(Stored data entries)

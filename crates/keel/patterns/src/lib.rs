#![deny(unsafe_code)]
//! # keel-patterns
//!
//! Quantized state signatures, a bounded registry of reference patterns and
//! a similarity matcher whose matches reinforce pattern weights.

pub mod matcher;
pub mod registry;
pub mod signature;

pub use matcher::{MatchResult, PatternMatcher};
pub use registry::{PatternRegistry, RegisteredPattern};
pub use signature::Signature;
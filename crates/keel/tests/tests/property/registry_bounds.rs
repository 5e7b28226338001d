//! Property tests: the pattern registry stays within capacity and always
//! admits the newest registration.

use keel_patterns::{PatternMatcher, PatternRegistry, Signature};
use keel_types::PatternConfig;
use proptest::prelude::*;

const SIGNATURE_LEN: usize = 4;

fn arb_signature() -> impl Strategy<Value = Signature> {
    proptest::collection::vec(any::<u8>(), SIGNATURE_LEN).prop_map(Signature::new)
}

proptest! {
    /// len() <= max_patterns after every register, and the new id is present.
    #[test]
    fn registry_never_exceeds_capacity(
        max_patterns in 1usize..20,
        signatures in proptest::collection::vec(arb_signature(), 1..60),
    ) {
        let config = PatternConfig { max_patterns, ..PatternConfig::default() };
        let mut registry = PatternRegistry::new(config, SIGNATURE_LEN).unwrap();
        for signature in signatures {
            let id = registry.register(signature).unwrap();
            prop_assert!(registry.len() <= max_patterns);
            prop_assert!(registry.get(id).is_some());
        }
    }

    /// Interleaved matching keeps weights in [0, 1] and the bound intact.
    #[test]
    fn matching_keeps_weights_bounded(
        max_patterns in 1usize..10,
        signatures in proptest::collection::vec(arb_signature(), 1..40),
    ) {
        let config = PatternConfig { max_patterns, ..PatternConfig::default() };
        let matcher = PatternMatcher::new(&config).unwrap();
        let mut registry = PatternRegistry::new(config, SIGNATURE_LEN).unwrap();
        for signature in signatures {
            if matcher.find_match(&mut registry, &signature).unwrap().is_none() {
                registry.register(signature).unwrap();
            }
            prop_assert!(registry.len() <= max_patterns);
            prop_assert!(registry.iter().all(|p| (0.0..=1.0).contains(&p.weight)));
        }
    }
}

■ **WHAT THIS TASK INVOLVES**:
Word for word, give the records again.

■ **EXERCISE ANSWER**:
filename crates/keel/patterns/src/lib.rs
#![deny(unsafe_code)]
//! # keel-patterns
//!
//! Quantized state signatures, a bounded registry of reference patterns and
//! a similarity matcher whose matches reinforce pattern weights.

pub mod matcher;
pub mod registry;
pub mod signature;

pub use matcher::{MatchResult, PatternMatcher};
pub use registry::{PatternRegistry, RegisteredPattern};
pub use signature::Signature;
filename crates/keel/tests/tests/property/registry_bounds.rs
repository 5e7b28226338001d
//! Property tests: the pattern registry stays within capacity and always
//! admits the newest registration.

use keel_patterns::{PatternMatcher, PatternRegistry, Signature};
use keel_types::PatternConfig;
use proptest::prelude::*;

const SIGNATURE_LEN: usize = 4;

fn arb_signature() -> impl Strategy<Value = Signature> {
    proptest::collection::vec(any::<u8>(), SIGNATURE_LEN).prop_map(Signature::new)
}

proptest! {
    /// len() <= max_patterns after every register, and the new id is present.
    #[test]
    fn registry_never_exceeds_capacity(
        max_patterns in 1usize..20,
        signatures in proptest::collection::vec(arb_signature(), 1..60),
    ) {
        let config = PatternConfig { max_patterns, ..PatternConfig::default() };
        let mut registry = PatternRegistry::new(config, SIGNATURE_LEN).unwrap();
        for signature in signatures {
            let id = registry.register(signature).unwrap();
            prop_assert!(registry.len() <= max_patterns);
            prop_assert!(registry.get(id).is_some());
        }
    }

    /// Interleaved matching keeps weights in [0, 1] and the bound intact.
    #[test]
    fn matching_keeps_weights_bounded(
        max_patterns in 1usize..10,
        signatures in proptest::collection::vec(arb_signature(), 1..40),
    ) {
        let config = PatternConfig { max_patterns, ..PatternConfig::default() };
        let matcher = PatternMatcher::new(&config).unwrap();
        let mut registry = PatternRegistry::new(config, SIGNATURE_LEN).unwrap();
        for signature in signatures {
            if matcher.find_match(&mut registry, &signature).unwrap().is_none() {
                registry.register(signature).unwrap();
            }
            prop_assert!(registry.len() <= max_patterns);
            prop_assert!(registry.iter().all(|p| (0.0..=1.0).contains(&p.weight)));
        }
    }
}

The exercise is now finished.